Maria Eliza Rundell in 1808 has this to say about coffee:
Put two ounces of fresh ground coffee, of the best quality, into a coffee-pot, and pour eight coffee-cups of boiling water on it; let it boil six minutes, pour out a cupful two or three times, and return it again; then put two or three isinglass-chips into it, and pour one large spoonful of boiling water on it; boil it five minutes more, and set the pot by the fire to keep hot for ten minutes, and you will have coffee of a beautiful clearness.
Fine cream should always be served with coffee, and either pounded sugar-candy, or fine Lisbon sugar. If for foreigners, or those who like it extremely strong, make only eight dishes from three ounces. If not fresh roasted, lay it before a fire until perfectly hot and dry; or you may put the smallest bit of fresh butter into a preserving pan of a small size, and, when hot, throw the coffee in it, and toss it about until it be freshened, letting it be cold before ground.
TEA
I would recommend a loose leaf ‘Earl Grey’, a very popular Victorian blend from the 1800s. Although, in well off house-holds a stronger blend was usually drunk in the morning, and a weaker blend in the afternoon, Bilbo would probably not have been so fussy, drinking his favourite blend all day. Bilbo serves the tea in a cup and saucer from hot water boiled in a kettle, (presumably like the coffee jug placed on the hearth). The tea itself would be made and poured from a tea pot (silver or ceramic) through a tea strainer into the cup. Milk or cream and sugar would then have been added seperately to taste.

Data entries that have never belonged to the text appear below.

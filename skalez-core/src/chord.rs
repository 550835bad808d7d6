// skalez -- a live scale and chord finder for MIDI keyboards
// Copyright (C) 2021  Fabian Thorand
//
// This program is free software: you can redistribute it and/or modify
// it under the terms of the GNU Affero General Public License as published by
// the Free Software Foundation, either version 3 of the License, or
// (at your option) any later version.
//
// This program is distributed in the hope that it will be useful,
// but WITHOUT ANY WARRANTY; without even the implied warranty of
// MERCHANTABILITY or FITNESS FOR A PARTICULAR PURPOSE.  See the
// GNU Affero General Public License for more details.
//
// You should have received a copy of the GNU Affero General Public License
// along with this program.  If not, see <https://www.gnu.org/licenses/>.

//! Naming the chord formed by the held notes.

use std::fmt;

use crate::note::PitchClass;

/// A named chord, given by the intervals of its notes above the root.
#[derive(Debug, Eq, PartialEq, Hash)]
pub struct ChordDefinition {
    pub name: &'static str,
    pub intervals: &'static [u8],
}

impl ChordDefinition {
    /// Whether every interval of `intervals` is part of this chord.
    pub fn includes(&self, intervals: &[u8]) -> bool {
        intervals
            .iter()
            .all(|interval| self.intervals.contains(interval))
    }
}

macro_rules! chord {
    ($name:expr, [$($interval:expr),*]) => {
        ChordDefinition { name: $name, intervals: &[$($interval),*] }
    };
}

/// Known chords, searched front to back.
///
/// The first chord including all held intervals wins, so the order decides between
/// ambiguous matches. "Half-Diminished 7th" and "Minor 7th Flat 5" have the same intervals
/// and the former always wins. Intervals above an octave can never be held since
/// intervals are taken modulo 12, they only make those entries broader.
pub const CHORD_DEFINITIONS: &[ChordDefinition] = &[
    chord!("Major", [4, 7]),
    chord!("Minor", [3, 7]),
    chord!("Diminished", [3, 6]),
    chord!("Augmented", [4, 8]),
    chord!("6th", [5, 9]),
    chord!("Major 7th", [4, 7, 11]),
    chord!("Minor 7th", [3, 7, 10]),
    chord!("Dominant 7th", [4, 7, 10]),
    chord!("Suspended 4th", [5, 7]),
    chord!("Suspended 2nd", [2, 7]),
    chord!("Minor 6th", [3, 8]),
    chord!("Major 6th", [4, 9]),
    chord!("Major 9th", [4, 7, 11, 14]),
    chord!("Minor 9th", [3, 7, 10, 14]),
    chord!("Dominant 9th", [4, 7, 10, 14]),
    chord!("Major 13th", [4, 7, 11, 14, 17]),
    chord!("Minor 13th", [3, 7, 10, 14, 17]),
    chord!("Dominant 13th", [4, 7, 10, 14, 17]),
    chord!("Augmented 7th", [4, 8, 10]),
    chord!("Diminished 7th", [3, 6, 9]),
    chord!("Half-Diminished 7th", [3, 6, 10]),
    chord!("Minor Major 7th", [3, 7, 11]),
    chord!("Augmented Major 7th", [4, 8, 11]),
    chord!("Flat 5", [4, 6]),
    chord!("Augmented 9th", [4, 8, 14]),
    chord!("Flat 9", [4, 7, 10, 13]),
    chord!("Minor 7th Flat 5", [3, 6, 10]),
    chord!("Sharp 11", [4, 7, 11, 18]),
];

/// Outcome of naming the held notes.
#[derive(Copy, Clone, Debug, Eq, PartialEq)]
pub enum ChordResult {
    /// Fewer than two notes are held.
    NoChord,
    /// Two or more notes are held, but no known chord includes them.
    Unknown,
    Named {
        root: PitchClass,
        definition: &'static ChordDefinition,
    },
}

impl ChordResult {
    pub fn is_named(&self) -> bool {
        matches!(self, ChordResult::Named { .. })
    }
}

impl fmt::Display for ChordResult {
    fn fmt(&self, f: &mut fmt::Formatter<'_>) -> fmt::Result {
        match self {
            ChordResult::NoChord => f.write_str("no chord"),
            ChordResult::Unknown => f.write_str("Unknown chord"),
            ChordResult::Named { root, definition } => write!(f, "{} {}", root, definition.name),
        }
    }
}

/// Name the chord formed by `pressed`.
///
/// The first element is taken as the root. The intervals of all other notes above it
/// are looked up in [`CHORD_DEFINITIONS`].
///
/// # Examples
///
/// ```
/// use skalez_core::chord::*;
/// use skalez_core::note::*;
///
/// let c_e_g = [Note::from_midi(60), Note::from_midi(64), Note::from_midi(67)];
/// assert_eq!(chord_for(&c_e_g).to_string(), "C Major");
/// assert_eq!(chord_for(&c_e_g[..1]), ChordResult::NoChord);
/// ```
pub fn chord_for<P: Copy + Into<PitchClass>>(pressed: &[P]) -> ChordResult {
    let (root, rest): (PitchClass, &[P]) = match pressed {
        [root, rest @ ..] if !rest.is_empty() => ((*root).into(), rest),
        _ => return ChordResult::NoChord,
    };
    let mut intervals: Vec<u8> = rest
        .iter()
        .map(|note| {
            let pitch: PitchClass = (*note).into();
            pitch.interval_from(root)
        })
        .collect();
    intervals.sort_unstable();

    CHORD_DEFINITIONS
        .iter()
        .find(|definition| definition.includes(&intervals))
        .map_or(ChordResult::Unknown, |definition| ChordResult::Named {
            root,
            definition,
        })
}

#[cfg(test)]
mod test {
    use super::*;
    use crate::note::Note;

    fn name(pitches: &[PitchClass]) -> String {
        chord_for(pitches).to_string()
    }

    #[test]
    fn fewer_than_two_notes() {
        assert_eq!(chord_for::<PitchClass>(&[]), ChordResult::NoChord);
        assert_eq!(chord_for(&[PitchClass::D]), ChordResult::NoChord);
    }

    #[test]
    fn triads() {
        use crate::note::PitchClass as P;
        assert_eq!(name(&[P::C, P::E, P::G]), "C Major");
        assert_eq!(name(&[P::A, P::C, P::E]), "A Minor");
        assert_eq!(name(&[P::B, P::D, P::F]), "B Diminished");
        assert_eq!(name(&[P::C, P::E, P::G_SHARP]), "C Augmented");
        assert_eq!(name(&[P::D, P::G, P::A]), "D Suspended 4th");
    }

    #[test]
    fn partial_chords_match_the_first_superset() {
        use crate::note::PitchClass as P;
        // A lone third is enough for "Major"
        assert_eq!(name(&[P::C, P::E]), "C Major");
        assert_eq!(name(&[P::C, P::D]), "C Suspended 2nd");
        // An A minor triad read from C upwards
        assert_eq!(name(&[P::C, P::E, P::A]), "C Major 6th");
    }

    #[test]
    fn table_order_decides_ambiguities() {
        use crate::note::PitchClass as P;
        assert_eq!(name(&[P::C, P::D_SHARP, P::F_SHARP, P::A_SHARP]), "C Half-Diminished 7th");
        assert_eq!(name(&[P::C, P::D_SHARP, P::F_SHARP, P::A]), "C Diminished 7th");
        assert_eq!(name(&[P::C, P::E, P::G, P::A_SHARP]), "C Dominant 7th");
    }

    #[test]
    fn unknown_is_not_no_chord() {
        use crate::note::PitchClass as P;
        let cluster = chord_for(&[P::C, P::C_SHARP, P::D]);
        assert_eq!(cluster, ChordResult::Unknown);
        assert_ne!(cluster, ChordResult::NoChord);
        assert_eq!(cluster.to_string(), "Unknown chord");
    }

    #[test]
    fn raw_notes_reduce_to_pitch_classes() {
        let spread = [Note::from_midi(48), Note::from_midi(76), Note::from_midi(91)];
        assert_eq!(chord_for(&spread).to_string(), "C Major");
        // The same pitch class twice is an interval of zero, which no chord has
        let octave = [Note::from_midi(60), Note::from_midi(72)];
        assert_eq!(chord_for(&octave), ChordResult::Unknown);
    }

    #[test]
    fn table_order_is_kept() {
        let names: Vec<&str> = CHORD_DEFINITIONS.iter().map(|d| d.name).collect();
        assert_eq!(names.len(), 28);
        assert_eq!(names[0], "Major");
        assert_eq!(names[20], "Half-Diminished 7th");
        assert_eq!(names[26], "Minor 7th Flat 5");
        assert_eq!(names[27], "Sharp 11");
    }
}
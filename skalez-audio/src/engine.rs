// skalez -- a live scale and chord finder for MIDI keyboards
// Copyright (C) 2021  Fabian Thorand
//
// This program is free software: you can redistribute it and/or modify
// it under the terms of the GNU Affero General Public License as published by
// the Free Software Foundation, either version 3 of the License, or
// (at your option) any later version.
//
// This program is distributed in the hope that it will be useful,
// but WITHOUT ANY WARRANTY; without even the implied warranty of
// MERCHANTABILITY or FITNESS FOR A PARTICULAR PURPOSE.  See the
// GNU Affero General Public License for more details.
//
// You should have received a copy of the GNU Affero General Public License
// along with this program.  If not, see <https://www.gnu.org/licenses/>.

//! The rendering side: voices scheduled by time-stamped commands, mixed through the shared chain.

use crossbeam_channel::{Receiver, TryRecvError};
use log::trace;

use crate::clock::{AudioClock, Sample};
use crate::compressor::Compressor;
use crate::filter::{Biquad, BiquadCoefficients};
use crate::oscillator::Oscillator;
use crate::param::{AudioParam, ParamEvent};
use crate::params::ChainParams;
use crate::wave::Stereo;

/// Identifies a rendered voice. Unlike notes, ids are never reused.
#[derive(Debug, Clone, Copy, PartialEq, Eq, PartialOrd, Ord, Hash)]
pub struct VoiceId(pub(crate) usize);

/// Instructions for the renderer, taking effect at the given sample.
#[derive(Debug, Clone, PartialEq)]
pub enum Command {
    Start {
        voice: VoiceId,
        frequency: f64,
        gain: f64,
        at: Sample,
    },
    Gain {
        voice: VoiceId,
        event: ParamEvent,
    },
    Stop {
        voice: VoiceId,
        at: Sample,
    },
}

#[derive(Debug, Clone, Copy, PartialEq, Eq)]
pub enum VoiceStage {
    Sounding,
    /// Produces samples until right before `at`.
    Stopping { at: Sample },
}

struct RenderVoice {
    id: VoiceId,
    oscillator: Oscillator,
    lowpass: Biquad,
    gain: AudioParam,
    start: Sample,
    stop: Option<Sample>,
}

impl RenderVoice {
    fn is_playing(&self, time: Sample) -> bool {
        time >= self.start && self.stop.map_or(true, |stop| time < stop)
    }

    fn next_sample(&mut self, time: Sample, coefficients: &BiquadCoefficients) -> f64 {
        if !self.is_playing(time) {
            return 0.0;
        }
        let raw = self.oscillator.next_sample();
        self.lowpass.step(coefficients, raw) * self.gain.value_at(time)
    }
}

/// Renders all voices into buffers, advancing the shared clock.
pub struct Renderer {
    clock: AudioClock,
    commands: Receiver<Command>,
    chain: ChainParams,
    /// Computed once, every voice filters with the same coefficients.
    lowpass: BiquadCoefficients,
    compressor: Compressor,
    voices: Vec<RenderVoice>,
}

impl Renderer {
    pub(crate) fn new(clock: AudioClock, commands: Receiver<Command>, chain: &ChainParams) -> Self {
        let sample_rate = clock.sample_rate();
        Self {
            lowpass: chain.filter.to_coefficients(sample_rate),
            compressor: Compressor::new(chain.compressor.clone(), sample_rate),
            chain: chain.clone(),
            clock,
            commands,
            voices: Vec::new(),
        }
    }

    pub fn clock(&self) -> &AudioClock {
        &self.clock
    }

    /// Apply all commands received so far.
    /// Returns `false` once the sending side is gone and nothing is left to apply.
    pub fn apply_pending(&mut self) -> bool {
        loop {
            match self.commands.try_recv() {
                Ok(command) => self.apply(command),
                Err(TryRecvError::Empty) => return true,
                Err(TryRecvError::Disconnected) => return false,
            }
        }
    }

    fn apply(&mut self, command: Command) {
        match command {
            Command::Start {
                voice,
                frequency,
                gain,
                at,
            } => {
                if self.voice(voice).is_some() {
                    trace!("voice {:?} already started", voice);
                    return;
                }
                trace!("start {:?} at {} Hz", voice, frequency);
                let mut param = AudioParam::new(gain);
                param.schedule(ParamEvent::SetValue { value: gain, at });
                self.voices.push(RenderVoice {
                    id: voice,
                    oscillator: Oscillator::new(
                        self.chain.wave_shape,
                        self.clock.sample_rate(),
                        frequency,
                    ),
                    lowpass: Biquad::new(),
                    gain: param,
                    start: at,
                    stop: None,
                });
            }
            Command::Gain { voice, event } => match self.voice_mut(voice) {
                Some(target) => target.gain.schedule(event),
                None => trace!("gain change for finished voice {:?}", voice),
            },
            Command::Stop { voice, at } => match self.voice_mut(voice) {
                Some(target) => {
                    trace!("stop {:?} at sample {}", voice, at);
                    target.stop = Some(target.stop.map_or(at, |stop| stop.min(at)));
                }
                None => trace!("stop for finished voice {:?}", voice),
            },
        }
    }

    /// Render the next `output.len()` samples.
    pub fn render(&mut self, output: &mut [Stereo<f64>]) {
        self.apply_pending();

        let start = self.clock.now();
        let lowpass = &self.lowpass;
        for (offset, frame) in output.iter_mut().enumerate() {
            let time = start + offset;
            let mix: f64 = self
                .voices
                .iter_mut()
                .map(|voice| voice.next_sample(time, lowpass))
                .sum();
            *frame = Stereo::mono(self.compressor.step(mix));
        }

        let end = start + output.len();
        let before = self.voices.len();
        self.voices
            .retain(|voice| voice.stop.map_or(true, |stop| stop > end));
        if self.voices.len() != before {
            trace!(
                "removed {} stopped voices, {} left",
                before - self.voices.len(),
                self.voices.len()
            );
        }
        for voice in self.voices.iter_mut() {
            voice.gain.compact(end);
        }
        self.clock.advance(output.len());
    }

    pub fn voice_count(&self) -> usize {
        self.voices.len()
    }

    pub fn voice_stage(&self, id: VoiceId) -> Option<VoiceStage> {
        self.voice(id).map(|voice| match voice.stop {
            None => VoiceStage::Sounding,
            Some(at) => VoiceStage::Stopping { at },
        })
    }

    /// The gain a voice has at `time`, as far as it is still known.
    pub fn gain_at(&self, id: VoiceId, time: Sample) -> Option<f64> {
        self.voice(id).map(|voice| voice.gain.value_at(time))
    }

    fn voice(&self, id: VoiceId) -> Option<&RenderVoice> {
        self.voices.iter().find(|voice| voice.id == id)
    }

    fn voice_mut(&mut self, id: VoiceId) -> Option<&mut RenderVoice> {
        self.voices.iter_mut().find(|voice| voice.id == id)
    }
}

Mrs Beeton in 1861 has this to say about tea:
There is very little art in making good tea; if the water is boiling, and there is no sparing of the fragrant leaf, the beverage will almost invariably be good. The old-fashioned plan of allowing a teaspoonful to each person, and one over, is still practised. Warm the teapot with boiling water; let it remain for two or three minutes for the vessel to become thoroughly hot, then pour it away. Put in the tea, pour in from 1/2 to 3/4 pint of boiling water, close the lid, and let it stand for the tea to draw from 5 to 10 minutes; then fill up the pot with water. The tea will be quite spoiled unless made with water that is actually ‘boiling’, as the leaves will not open, and the flavour not be extracted from them; the beverage will consequently be colourless and tasteless,—in fact, nothing but tepid water.